We represent a wide variety of clients in this area: industry buyers, venture capital and private equity funds, other types of equity investors, arrangers and providers of loan finance at the senior, mezzanine and subordinated levels and lead managers of high yield bonds.
The 'very pragmatic and commercial' team at Slaughter and May regularly handles high-end acquisition finance work for its stellar roster of FTSE 100 corporates. The Legal 500, 2015View all Financing media comments
Our experience includes advising:
BHP Billiton on the US$7.5 billion financing for its successful offer for Petrohawk Energy Corporation.
Global Infrastructure Partners (GIP) on acquisition financing for the purchase of Gatwick for cash consideration of £1.455 billion on a cash-free, debt-free basis. The deal was one of the largest acquisitions in the infrastructure sector in the UK in 2009 and GIP put together a debt package of £1.125 billion. We also advised on the financing for GIP's acquisition of Edinburgh airport.
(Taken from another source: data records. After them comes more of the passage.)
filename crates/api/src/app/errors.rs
use axum::extract::rejection::{JsonRejection, QueryRejection};
use axum::http::StatusCode;
use axum::response::IntoResponse;
use serde_json::json;

use aurora_auth::AuthzError;
use aurora_core::DomainError;
use aurora_infra::classifier::ClassifierError;
use aurora_infra::image_store::ImageStoreError;

use crate::app::services::AnalyzeError;

pub fn json_error(
    status: StatusCode,
    code: &'static str,
    message: impl Into<String>,
) -> axum::response::Response {
    (
        status,
        axum::Json(json!({
            "error": code,
            "message": message.into(),
        })),
    )
        .into_response()
}

/// Malformed or mistyped JSON body.
pub fn json_rejection(rejection: JsonRejection) -> axum::response::Response {
    json_error(StatusCode::BAD_REQUEST, "invalid_input", rejection.body_text())
}

pub fn query_rejection(rejection: QueryRejection) -> axum::response::Response {
    json_error(StatusCode::BAD_REQUEST, "invalid_input", rejection.body_text())
}

pub fn forbidden(err: AuthzError) -> axum::response::Response {
    json_error(StatusCode::FORBIDDEN, "forbidden", err.to_string())
}

pub fn invalid_id(what: &str) -> axum::response::Response {
    json_error(StatusCode::BAD_REQUEST, "invalid_id", format!("invalid {what} id"))
}

pub fn not_found(what: &str) -> axum::response::Response {
    json_error(StatusCode::NOT_FOUND, "not_found", format!("{what} not found"))
}

pub fn domain_error_to_response(err: DomainError) -> axum::response::Response {
    match err {
        DomainError::Validation(msg) => json_error(StatusCode::BAD_REQUEST, "validation_error", msg),
        DomainError::InvalidId(msg) => json_error(StatusCode::BAD_REQUEST, "invalid_id", msg),
        DomainError::NotFound => json_error(StatusCode::NOT_FOUND, "not_found", "not found"),
        DomainError::Conflict(msg) => json_error(StatusCode::CONFLICT, "conflict", msg),
        DomainError::Forbidden => json_error(StatusCode::FORBIDDEN, "forbidden", "forbidden"),
    }
}

pub fn classifier_error_to_response(err: ClassifierError) -> axum::response::Response {
    let message = err.to_string();
    match err {
        ClassifierError::Timeout(_) => json_error(StatusCode::GATEWAY_TIMEOUT, "classifier_timeout", message),
        ClassifierError::Unavailable(_) | ClassifierError::UpstreamStatus(_) => {
            json_error(StatusCode::SERVICE_UNAVAILABLE, "classifier_unavailable", message)
        }
        ClassifierError::InvalidResponse(_) => {
            json_error(StatusCode::BAD_GATEWAY, "classifier_bad_response", message)
        }
    }
}

pub fn image_store_error_to_response(err: ImageStoreError) -> axum::response::Response {
    match err {
        ImageStoreError::NotFound => not_found("image"),
        other => {
            tracing::error!(error = %other, "image storage failure");
            json_error(StatusCode::INTERNAL_SERVER_ERROR, "storage_error", other.to_string())
        }
    }
}

pub fn analyze_error_to_response(err: AnalyzeError) -> axum::response::Response {
    match err {
        AnalyzeError::ImageNotFound => not_found("image"),
        AnalyzeError::Storage(e) => image_store_error_to_response(e),
        AnalyzeError::Classifier(e) => classifier_error_to_response(e),
        // The engine only rejects what the classifier handed back.
        AnalyzeError::Triage(e) => json_error(StatusCode::BAD_GATEWAY, "classifier_bad_response", e.to_string()),
    }
}
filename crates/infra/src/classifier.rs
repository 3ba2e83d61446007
//! Client for the external skin-image classifier.
//!
//! The classifier is an opaque HTTP service: `POST {base}/predict` with the
//! image as multipart field `file`, answering
//! `{"condition": ..., "confidence": ..., "alternative_predictions": [...]}`.
//! Anything else it sends back is ignored.

use std::time::{Duration, Instant};

use async_trait::async_trait;
use reqwest::multipart::{Form, Part};
use serde::Deserialize;
use thiserror::Error;

use aurora_triage::{Alternative, ClassificationResult, Condition};

/// Default bound on one classifier round trip.
pub const DEFAULT_TIMEOUT: Duration = Duration::from_secs(120);

#[derive(Debug, Error, Clone, PartialEq, Eq)]
pub enum ClassifierError {
    #[error("classifier did not answer within {0:?}")]
    Timeout(Duration),

    #[error("classifier unavailable: {0}")]
    Unavailable(String),

    #[error("classifier answered with status {0}")]
    UpstreamStatus(u16),

    #[error("classifier response invalid: {0}")]
    InvalidResponse(String),
}

/// An image handed to the classifier.
#[derive(Debug, Clone)]
pub struct ImagePayload {
    pub filename: String,
    pub bytes: Vec<u8>,
}

#[async_trait]
pub trait Classifier: Send + Sync {
    async fn predict(&self, image: ImagePayload) -> Result<ClassificationResult, ClassifierError>;
}

/// Wire shape of a `/predict` answer.
#[derive(Debug, Deserialize)]
pub struct PredictResponse {
    pub condition: String,
    pub confidence: f64,
    #[serde(default)]
    pub alternative_predictions: Vec<AlternativePrediction>,
}

#[derive(Debug, Deserialize)]
pub struct AlternativePrediction {
    pub condition: String,
    pub confidence: f64,
}

impl PredictResponse {
    /// Validate into a [`ClassificationResult`].
    pub fn into_result(self) -> Result<ClassificationResult, ClassifierError> {
        let invalid = |e: aurora_triage::TriageError| ClassifierError::InvalidResponse(e.to_string());

        let mut alternatives = Vec::with_capacity(self.alternative_predictions.len());
        for alt in self.alternative_predictions {
            let label: Condition = alt.condition.parse().map_err(invalid)?;
            alternatives.push(Alternative {
                label,
                confidence: alt.confidence,
            });
        }

        ClassificationResult::from_raw(&self.condition, self.confidence)
            .and_then(|r| r.with_alternatives(alternatives))
            .map_err(invalid)
    }
}

/// reqwest-backed [`Classifier`].
#[derive(Debug, Clone)]
pub struct HttpClassifier {
    client: reqwest::Client,
    predict_url: String,
    timeout: Duration,
}

impl HttpClassifier {
    pub fn new(base_url: &str, timeout: Duration) -> Result<Self, ClassifierError> {
        let client = reqwest::Client::builder()
            .timeout(timeout)
            .build()
            .map_err(|e| ClassifierError::Unavailable(e.to_string()))?;

        Ok(Self {
            client,
            predict_url: format!("{}/predict", base_url.trim_end_matches('/')),
            timeout,
        })
    }

    pub fn predict_url(&self) -> &str {
        &self.predict_url
    }

    fn map_transport(&self, err: reqwest::Error) -> ClassifierError {
        if err.is_timeout() {
            ClassifierError::Timeout(self.timeout)
        } else {
            ClassifierError::Unavailable(err.to_string())
        }
    }
}

#[async_trait]
impl Classifier for HttpClassifier {
    async fn predict(&self, image: ImagePayload) -> Result<ClassificationResult, ClassifierError> {
        let size = image.bytes.len();
        let form = Form::new().part("file", Part::bytes(image.bytes).file_name(image.filename));

        let started = Instant::now();
        let response = self
            .client
            .post(&self.predict_url)
            .multipart(form)
            .send()
            .await
            .map_err(|e| self.map_transport(e));

        let response = match response {
            Ok(r) => r,
            Err(e) => {
                tracing::warn!(
                    error = %e,
                    latency_ms = started.elapsed().as_millis() as u64,
                    "classifier request failed"
                );
                return Err(e);
            }
        };

        let status = response.status();
        tracing::info!(
            status = status.as_u16(),
            bytes = size,
            latency_ms = started.elapsed().as_millis() as u64,
            "classifier responded"
        );

        if !status.is_success() {
            return Err(ClassifierError::UpstreamStatus(status.as_u16()));
        }

        let body: PredictResponse = response.json().await.map_err(|e| {
            if e.is_timeout() {
                ClassifierError::Timeout(self.timeout)
            } else {
                ClassifierError::InvalidResponse(e.to_string())
            }
        })?;

        body.into_result()
    }
}

#[cfg(test)]
mod tests {
    use super::*;

    fn payload() -> ImagePayload {
        ImagePayload {
            filename: "face.jpg".to_string(),
            bytes: vec![0xff, 0xd8, 0xff],
        }
    }

    #[test]
    fn predict_response_parses_display_names() {
        let body: PredictResponse = serde_json::from_value(serde_json::json!({
            "condition": "Oily Skin",
            "confidence": 0.93,
            "alternative_predictions": [
                {"condition": "Acne", "confidence": 0.04},
                {"condition": "Normal", "confidence": 0.02}
            ],
            "recommendation_type": "cautious_products"
        }))
        .unwrap();

        let result = body.into_result().unwrap();
        assert_eq!(result.label, Condition::OilySkin);
        assert_eq!(result.alternatives.len(), 2);
        assert_eq!(result.alternatives[0].label, Condition::Acne);
    }

    #[test]
    fn unknown_label_or_bad_confidence_is_invalid_response() {
        let unknown = PredictResponse {
            condition: "Sunburn".to_string(),
            confidence: 0.5,
            alternative_predictions: vec![],
        };
        assert!(matches!(unknown.into_result(), Err(ClassifierError::InvalidResponse(_))));

        let out_of_range = PredictResponse {
            condition: "Acne".to_string(),
            confidence: 1.7,
            alternative_predictions: vec![],
        };
        assert!(matches!(out_of_range.into_result(), Err(ClassifierError::InvalidResponse(_))));
    }

    #[test]
    fn predict_url_is_joined_once() {
        let c = HttpClassifier::new("http://classifier:5000/", DEFAULT_TIMEOUT).unwrap();
        assert_eq!(c.predict_url(), "http://classifier:5000/predict");
    }

    #[tokio::test]
    async fn refused_connection_is_unavailable() {
        let listener = tokio::net::TcpListener::bind("127.0.0.1:0").await.unwrap();
        let addr = listener.local_addr().unwrap();
        drop(listener);

        let c = HttpClassifier::new(&format!("http://{addr}"), Duration::from_secs(5)).unwrap();
        let err = c.predict(payload()).await.unwrap_err();
        assert!(matches!(err, ClassifierError::Unavailable(_)), "{err:?}");
    }

    #[tokio::test]
    async fn silent_server_times_out() {
        let listener = tokio::net::TcpListener::bind("127.0.0.1:0").await.unwrap();
        let addr = listener.local_addr().unwrap();
        let hold = tokio::spawn(async move {
            let mut open = Vec::new();
            while let Ok((sock, _)) = listener.accept().await {
                open.push(sock);
            }
        });

        let timeout = Duration::from_millis(200);
        let c = HttpClassifier::new(&format!("http://{addr}"), timeout).unwrap();
        let err = c.predict(payload()).await.unwrap_err();
        assert_eq!(err, ClassifierError::Timeout(timeout));

        hold.abort();
    }
}
use std::borrow::Cow;

use serde::{Deserialize, Serialize};

/// Role identifier carried in access tokens.
///
/// Roles stay opaque strings at this layer; the API maps them to permissions.
/// Two roles are known to the service: [`Role::USER`] and [`Role::ADMIN`].
#[derive(Debug, Clone, PartialEq, Eq, Hash, Serialize, Deserialize)]
#[serde(transparent)]
pub struct Role(Cow<'static, str>);

impl Role {
    /// Regular end user (uploads, analyses, own appointments).
    pub const USER: Role = Role(Cow::Borrowed("user"));

    /// Staff: catalog management, appointment handling, user listing.
    pub const ADMIN: Role = Role(Cow::Borrowed("admin"));

    pub fn new(name: impl Into<Cow<'static, str>>) -> Self {
        Self(name.into())
    }

    pub fn as_str(&self) -> &str {
        &self.0
    }

    pub fn is_admin(&self) -> bool {
        self.as_str() == Self::ADMIN.as_str()
    }
}

impl core::fmt::Display for Role {
    fn fmt(&self, f: &mut core::fmt::Formatter<'_>) -> core::fmt::Result {
        f.write_str(&self.0)
    }
}
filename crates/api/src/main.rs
use anyhow::Context;

use aurora_api::config::ApiConfig;

#[tokio::main]
async fn main() -> anyhow::Result<()> {
    aurora_observability::init();

    let config = ApiConfig::from_env().context("invalid configuration")?;
    let app = aurora_api::app::build_app(&config).await?;

    let listener = tokio::net::TcpListener::bind(config.bind_addr)
        .await
        .with_context(|| format!("failed to bind {}", config.bind_addr))?;

    tracing::info!("listening on {}", listener.local_addr()?);

    axum::serve(listener, app).await.context("server error")?;
    Ok(())
}
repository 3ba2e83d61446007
use std::sync::Arc;

use axum::{
    extract::State,
    http::{HeaderMap, StatusCode},
    middleware::Next,
    response::Response,
};
use chrono::Utc;

use aurora_auth::JwtValidator;

use crate::app::errors::json_error;
use crate::context::PrincipalContext;

#[derive(Clone)]
pub struct AuthState {
    pub jwt: Arc<dyn JwtValidator>,
}

pub async fn auth_middleware(
    State(state): State<AuthState>,
    mut req: axum::http::Request<axum::body::Body>,
    next: Next,
) -> Response {
    let token = match extract_bearer(req.headers()) {
        Ok(t) => t,
        Err(msg) => return json_error(StatusCode::UNAUTHORIZED, "unauthorized", msg),
    };

    let claims = match state.jwt.validate(token, Utc::now()) {
        Ok(c) => c,
        Err(e) => {
            tracing::debug!(error = %e, "rejected bearer token");
            return json_error(StatusCode::UNAUTHORIZED, "unauthorized", e.to_string());
        }
    };

    req.extensions_mut()
        .insert(PrincipalContext::new(claims.sub, claims.roles));

    next.run(req).await
}

fn extract_bearer(headers: &HeaderMap) -> Result<&str, &'static str> {
    let header = headers
        .get(axum::http::header::AUTHORIZATION)
        .ok_or("missing bearer token")?;

    let header = header.to_str().map_err(|_| "malformed authorization header")?;

    let header = header
        .strip_prefix("Bearer ")
        .ok_or("authorization header is not a bearer token")?;

    let token = header.trim();
    if token.is_empty() {
        return Err("missing bearer token");
    }

    Ok(token)
}

#[cfg(test)]
mod tests {
    use super::*;
    use axum::http::HeaderValue;

    fn headers(value: &str) -> HeaderMap {
        let mut h = HeaderMap::new();
        h.insert(axum::http::header::AUTHORIZATION, HeaderValue::from_str(value).unwrap());
        h
    }

    #[test]
    fn bearer_token_is_extracted() {
        assert_eq!(extract_bearer(&headers("Bearer abc.def.ghi")), Ok("abc.def.ghi"));
    }

    #[test]
    fn non_bearer_or_empty_is_rejected() {
        assert!(extract_bearer(&HeaderMap::new()).is_err());
        assert!(extract_bearer(&headers("Basic dXNlcjpwYXNz")).is_err());
        assert!(extract_bearer(&headers("Bearer    ")).is_err());
    }
}
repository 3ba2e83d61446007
use chrono::{DateTime, Utc};
use serde::{Deserialize, Serialize};
use thiserror::Error;

use aurora_core::UserId;

use crate::Role;

/// Access-token claims.
///
/// Timestamps travel as the standard numeric `iat`/`exp` claims.
#[derive(Debug, Clone, PartialEq, Eq, Serialize, Deserialize)]
pub struct JwtClaims {
    /// Subject: the user the token was issued to.
    pub sub: UserId,

    /// Roles granted to the subject.
    #[serde(default)]
    pub roles: Vec<Role>,

    #[serde(rename = "iat", with = "chrono::serde::ts_seconds")]
    pub issued_at: DateTime<Utc>,

    #[serde(rename = "exp", with = "chrono::serde::ts_seconds")]
    pub expires_at: DateTime<Utc>,
}

#[derive(Debug, Error, Clone, PartialEq, Eq)]
pub enum TokenValidationError {
    #[error("token has expired")]
    Expired,

    #[error("token not yet valid (issued_at is in the future)")]
    NotYetValid,

    #[error("invalid token time window (expires_at <= issued_at)")]
    InvalidTimeWindow,

    #[error("malformed or badly signed token: {0}")]
    Malformed(String),
}

/// Deterministically validate the claims' time window against `now`.
pub fn validate_claims(claims: &JwtClaims, now: DateTime<Utc>) -> Result<(), TokenValidationError> {
    if claims.expires_at <= claims.issued_at {
        return Err(TokenValidationError::InvalidTimeWindow);
    }
    if now < claims.issued_at {
        return Err(TokenValidationError::NotYetValid);
    }
    if now >= claims.expires_at {
        return Err(TokenValidationError::Expired);
    }
    Ok(())
}

#[cfg(test)]
mod tests {
    use super::*;
    use chrono::{Duration, TimeZone};

    fn claims(iat: DateTime<Utc>, exp: DateTime<Utc>) -> JwtClaims {
        JwtClaims {
            sub: UserId::new(),
            roles: vec![Role::USER],
            issued_at: iat,
            expires_at: exp,
        }
    }

    #[test]
    fn window_checks() {
        let t0 = Utc.with_ymd_and_hms(2026, 1, 1, 12, 0, 0).unwrap();
        let c = claims(t0, t0 + Duration::minutes(10));

        assert_eq!(validate_claims(&c, t0 + Duration::minutes(1)), Ok(()));
        assert_eq!(validate_claims(&c, t0 - Duration::seconds(1)), Err(TokenValidationError::NotYetValid));
        assert_eq!(validate_claims(&c, t0 + Duration::minutes(10)), Err(TokenValidationError::Expired));

        let inverted = claims(t0, t0);
        assert_eq!(validate_claims(&inverted, t0), Err(TokenValidationError::InvalidTimeWindow));
    }

    #[test]
    fn timestamps_serialize_as_numeric_claims() {
        let t0 = Utc.with_ymd_and_hms(2026, 1, 1, 0, 0, 0).unwrap();
        let c = claims(t0, t0 + Duration::seconds(60));
        let json = serde_json::to_value(&c).unwrap();
        assert_eq!(json["iat"], t0.timestamp());
        assert_eq!(json["exp"], t0.timestamp() + 60);
        assert_eq!(json["roles"][0], "user");
    }
}
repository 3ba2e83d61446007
//! HTTP API: server, routing, and request/response mapping.

pub mod app;
pub mod authz;
pub mod config;
pub mod context;
pub mod middleware;
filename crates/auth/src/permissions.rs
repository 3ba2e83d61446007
use std::borrow::Cow;

use serde::{Deserialize, Serialize};

/// Permission identifier.
///
/// Permissions are opaque strings (e.g. `"products.write"`). The wildcard
/// permission `"*"` grants everything.
#[derive(Debug, Clone, PartialEq, Eq, Hash, Serialize, Deserialize)]
#[serde(transparent)]
pub struct Permission(Cow<'static, str>);

impl Permission {
    pub const WILDCARD: Permission = Permission(Cow::Borrowed("*"));

    pub fn new(name: impl Into<Cow<'static, str>>) -> Self {
        Self(name.into())
    }

    pub fn as_str(&self) -> &str {
        &self.0
    }

    pub fn is_wildcard(&self) -> bool {
        self.as_str() == "*"
    }
}

impl core::fmt::Display for Permission {
    fn fmt(&self, f: &mut core::fmt::Formatter<'_>) -> core::fmt::Result {
        f.write_str(&self.0)
    }
}
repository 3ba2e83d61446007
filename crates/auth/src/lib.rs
//! `aurora-auth`: authentication/authorization boundary.
//!
//! This crate is decoupled from HTTP and storage: it validates access tokens
//! issued by an external identity provider and answers permission checks.

pub mod authorize;
pub mod claims;
pub mod jwt;
pub mod permissions;
pub mod roles;

pub use authorize::{AuthzError, Principal, authorize};
pub use claims::{JwtClaims, TokenValidationError, validate_claims};
pub use jwt::{Hs256JwtValidator, JwtValidator};
pub use permissions::Permission;
pub use roles::Role;
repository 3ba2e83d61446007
//! Strongly-typed identifiers used across the domain.

use core::str::FromStr;
use serde::{Deserialize, Serialize};
use uuid::Uuid;

use crate::error::DomainError;

/// Identifier of an end user (the `sub` of an access token).
#[derive(Debug, Copy, Clone, PartialEq, Eq, Hash, PartialOrd, Ord, Serialize, Deserialize)]
#[serde(transparent)]
pub struct UserId(Uuid);

/// Identifier of an uploaded skin image.
#[derive(Debug, Copy, Clone, PartialEq, Eq, Hash, PartialOrd, Ord, Serialize, Deserialize)]
#[serde(transparent)]
pub struct ImageId(Uuid);

/// Identifier of a persisted analysis (classification + triage).
#[derive(Debug, Copy, Clone, PartialEq, Eq, Hash, PartialOrd, Ord, Serialize, Deserialize)]
#[serde(transparent)]
pub struct AnalysisId(Uuid);

/// Identifier of a dermatologist appointment.
#[derive(Debug, Copy, Clone, PartialEq, Eq, Hash, PartialOrd, Ord, Serialize, Deserialize)]
#[serde(transparent)]
pub struct AppointmentId(Uuid);

macro_rules! impl_uuid_newtype {
    ($t:ty, $name:literal) => {
        impl $t {
            /// Create a new identifier.
            ///
            /// Uses UUIDv7 (time-ordered), so sorting by id sorts by creation time.
            pub fn new() -> Self {
                Self(Uuid::now_v7())
            }

            pub fn from_uuid(uuid: Uuid) -> Self {
                Self(uuid)
            }

            pub fn as_uuid(&self) -> &Uuid {
                &self.0
            }
        }

        impl Default for $t {
            fn default() -> Self {
                Self::new()
            }
        }

        impl core::fmt::Display for $t {
            fn fmt(&self, f: &mut core::fmt::Formatter<'_>) -> core::fmt::Result {
                core::fmt::Display::fmt(&self.0, f)
            }
        }

        impl From<Uuid> for $t {
            fn from(value: Uuid) -> Self {
                Self(value)
            }
        }

        impl From<$t> for Uuid {
            fn from(value: $t) -> Self {
                value.0
            }
        }

        impl FromStr for $t {
            type Err = DomainError;

            fn from_str(s: &str) -> Result<Self, Self::Err> {
                let uuid = Uuid::from_str(s)
                    .map_err(|e| DomainError::invalid_id(format!("{}: {}", $name, e)))?;
                Ok(Self(uuid))
            }
        }
    };
}

impl_uuid_newtype!(UserId, "UserId");
impl_uuid_newtype!(ImageId, "ImageId");
impl_uuid_newtype!(AnalysisId, "AnalysisId");
impl_uuid_newtype!(AppointmentId, "AppointmentId");

#[cfg(test)]
mod tests {
    use super::*;

    #[test]
    fn parse_roundtrips_through_display() {
        let id = ImageId::new();
        let parsed: ImageId = id.to_string().parse().unwrap();
        assert_eq!(id, parsed);
    }

    #[test]
    fn parse_rejects_garbage_with_type_name() {
        let err = "not-a-uuid".parse::<AnalysisId>().unwrap_err();
        match err {
            DomainError::InvalidId(msg) => assert!(msg.starts_with("AnalysisId")),
            other => panic!("unexpected error: {other:?}"),
        }
    }

    #[test]
    fn serializes_as_bare_uuid_string() {
        let uuid = Uuid::now_v7();
        let id = UserId::from_uuid(uuid);
        let json = serde_json::to_string(&id).unwrap();
        assert_eq!(json, format!("\"{uuid}\""));
    }
}
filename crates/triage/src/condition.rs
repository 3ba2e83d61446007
use serde::{Deserialize, Deserializer, Serialize, Serializer};

use crate::result::TriageError;

/// The closed set of labels the skin classifier can produce.
#[derive(Debug, Clone, Copy, PartialEq, Eq, Hash, PartialOrd, Ord)]
pub enum Condition {
    Acne,
    Carcinoma,
    Eczema,
    Keratosis,
    Milia,
    Rosacea,
    OilySkin,
    DrySkin,
    Normal,
    NonWrinkledSkin,
}

impl Condition {
    pub const ALL: [Condition; 10] = [
        Condition::Acne,
        Condition::Carcinoma,
        Condition::Eczema,
        Condition::Keratosis,
        Condition::Milia,
        Condition::Rosacea,
        Condition::OilySkin,
        Condition::DrySkin,
        Condition::Normal,
        Condition::NonWrinkledSkin,
    ];

    /// Conditions with high clinical risk; escalated at lower confidence.
    pub const CRITICAL: [Condition; 3] = [Condition::Carcinoma, Condition::Eczema, Condition::Rosacea];

    pub fn is_critical(self) -> bool {
        Self::CRITICAL.contains(&self)
    }

    /// Name as emitted by the classifier service.
    pub fn display_name(self) -> &'static str {
        match self {
            Condition::Acne => "Acne",
            Condition::Carcinoma => "Carcinoma",
            Condition::Eczema => "Eczema",
            Condition::Keratosis => "Keratosis",
            Condition::Milia => "Milia",
            Condition::Rosacea => "Rosacea",
            Condition::OilySkin => "Oily Skin",
            Condition::DrySkin => "Dry Skin",
            Condition::Normal => "Normal",
            Condition::NonWrinkledSkin => "Non-Wrinkled Skin",
        }
    }

    /// Lenient lookup: `"Oily Skin"`, `"OilySkin"` and `"oily_skin"` all resolve.
    pub fn parse(raw: &str) -> Option<Self> {
        let wanted = label_key(raw);
        if wanted.is_empty() {
            return None;
        }
        Self::ALL
            .into_iter()
            .find(|c| label_key(c.display_name()) == wanted)
    }
}

fn label_key(raw: &str) -> String {
    raw.chars()
        .filter(|c| c.is_alphanumeric())
        .flat_map(char::to_lowercase)
        .collect()
}

impl core::fmt::Display for Condition {
    fn fmt(&self, f: &mut core::fmt::Formatter<'_>) -> core::fmt::Result {
        f.write_str(self.display_name())
    }
}

impl core::str::FromStr for Condition {
    type Err = TriageError;

    fn from_str(s: &str) -> Result<Self, Self::Err> {
        Condition::parse(s).ok_or_else(|| TriageError::InvalidInput(format!("unknown condition label: {s:?}")))
    }
}

impl Serialize for Condition {
    fn serialize<S: Serializer>(&self, serializer: S) -> Result<S::Ok, S::Error> {
        serializer.serialize_str(self.display_name())
    }
}

impl<'de> Deserialize<'de> for Condition {
    fn deserialize<D: Deserializer<'de>>(deserializer: D) -> Result<Self, D::Error> {
        let raw = String::deserialize(deserializer)?;
        raw.parse().map_err(serde::de::Error::custom)
    }
}
use std::fmt::Write;

use clap::builder::Styles;
use clap::builder::styling::{AnsiColor, Effects};

use crate::app_dirs;

/// Produce the full version banner including the config directory.
pub(super) fn long_version() -> &'static str {
	let config_dir = match app_dirs::get_config_dir() {
		Ok(path) => path.display().to_string(),
		Err(err) => format!("unavailable ({err})"),
	};

	let mut details = format!("vitrine {}", env!("CARGO_PKG_VERSION"));
	let _ = writeln!(details);
	let _ = writeln!(details, "config directory: {config_dir}");

	Box::leak(details.into_boxed_str())
}

/// Create the clap styles used for custom colour output.
pub(super) fn cli_styles() -> Styles {
	Styles::styled()
		.header(AnsiColor::Green.on_default().effects(Effects::BOLD))
		.usage(AnsiColor::Green.on_default().effects(Effects::BOLD))
		.literal(AnsiColor::Cyan.on_default())
		.placeholder(AnsiColor::Yellow.on_default())
}
//! In-app log console.
//!
//! Records are captured by `tui-logger` instead of being written to the
//! terminal, which the UI owns while it runs. [`LogConsole`] renders them on
//! demand.

use std::sync::Once;

use log::LevelFilter;
use ratatui::crossterm::event::{KeyCode, KeyEvent, KeyEventKind};
use ratatui::{Frame, layout::Rect, widgets::Clear};
use tui_logger::{TuiLoggerLevelOutput, TuiLoggerSmartWidget, TuiWidgetEvent, TuiWidgetState};

use crate::style::Theme;

static INIT: Once = Once::new();

/// Install the `tui-logger` backend. Later calls only adjust the level.
pub fn initialize(level: LevelFilter) {
	INIT.call_once(|| {
		if let Err(err) = tui_logger::init_logger(LevelFilter::Trace) {
			eprintln!("failed to initialise logging: {err}");
		}
	});
	tui_logger::set_default_level(level);
}

pub struct LogConsole {
	widget: TuiWidgetState,
}

impl LogConsole {
	pub fn new() -> Self {
		let widget = TuiWidgetState::new().set_default_display_level(LevelFilter::Debug);
		Self { widget }
	}

	pub fn handle_key(&self, key: KeyEvent) -> bool {
		if key.kind != KeyEventKind::Press {
			return false;
		}

		let event = match key.code {
			KeyCode::Char('+') => Some(TuiWidgetEvent::PlusKey),
			KeyCode::Char('-') => Some(TuiWidgetEvent::MinusKey),
			KeyCode::Left => Some(TuiWidgetEvent::LeftKey),
			KeyCode::Right => Some(TuiWidgetEvent::RightKey),
			_ => None,
		};

		if let Some(event) = event {
			self.widget.transition(event);
			return true;
		}

		false
	}

	pub fn render(&self, frame: &mut Frame, area: Rect, theme: &Theme) {
		frame.render_widget(Clear, area);
		if area.width == 0 || area.height == 0 {
			return;
		}

		let widget = TuiLoggerSmartWidget::default()
			.title_log("Runtime log")
			.title_target("Targets")
			.highlight_style(theme.highlight_style())
			.output_level(Some(TuiLoggerLevelOutput::Abbreviated))
			.state(&self.widget);
		frame.render_widget(widget, area);
	}
}

impl Default for LogConsole {
	fn default() -> Self {
		Self::new()
	}
}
YTL Power International Berhad on a SGD$2.25 billion acquisition financing facility for its acquisition of PowerSeraya.
Bank of America and Credit Suisse as arrangers and underwriters on the £3.6 billion credit facilities for PPL Corp.'s successful bid for Central Networks (formerly East Midlands Electricity plc and Midlands Electricity plc).
Resolution on the debt financing for the acquisition of Axa's UK life business. The debt financing consisted of (i) a £400 million term loan bridge facility (ii) the issue of £500 million deferred consideration notes by Resolution to Axa on completion of the acquisition and (iii) a £500 million revolving credit facility.
Akzo Nobel NV on credit facilities of £9.2 billion to finance its successful bid for Imperial Chemical Industries PLC.
Lonza Group on the financing for its acquisition of Arch Chemicals, including US$450 million, US$500 million and US$600 million loan facilities.
Dufry AG in relation to a new CHF 800 million and US$435 million facility agreement required in connection with Dufry's merger with Hudson Group and the refinancing of Hudson's debt and Dufry's existing bank debt.
Ineos on the acquisition financing for its US$9 billion purchase of Innovene. One of the world's biggest ever leveraged buyouts, the acquisition involved a total financing package of over EUR 9 billion (covering the purchase cost and a refinancing of Ineos's existing borrowings).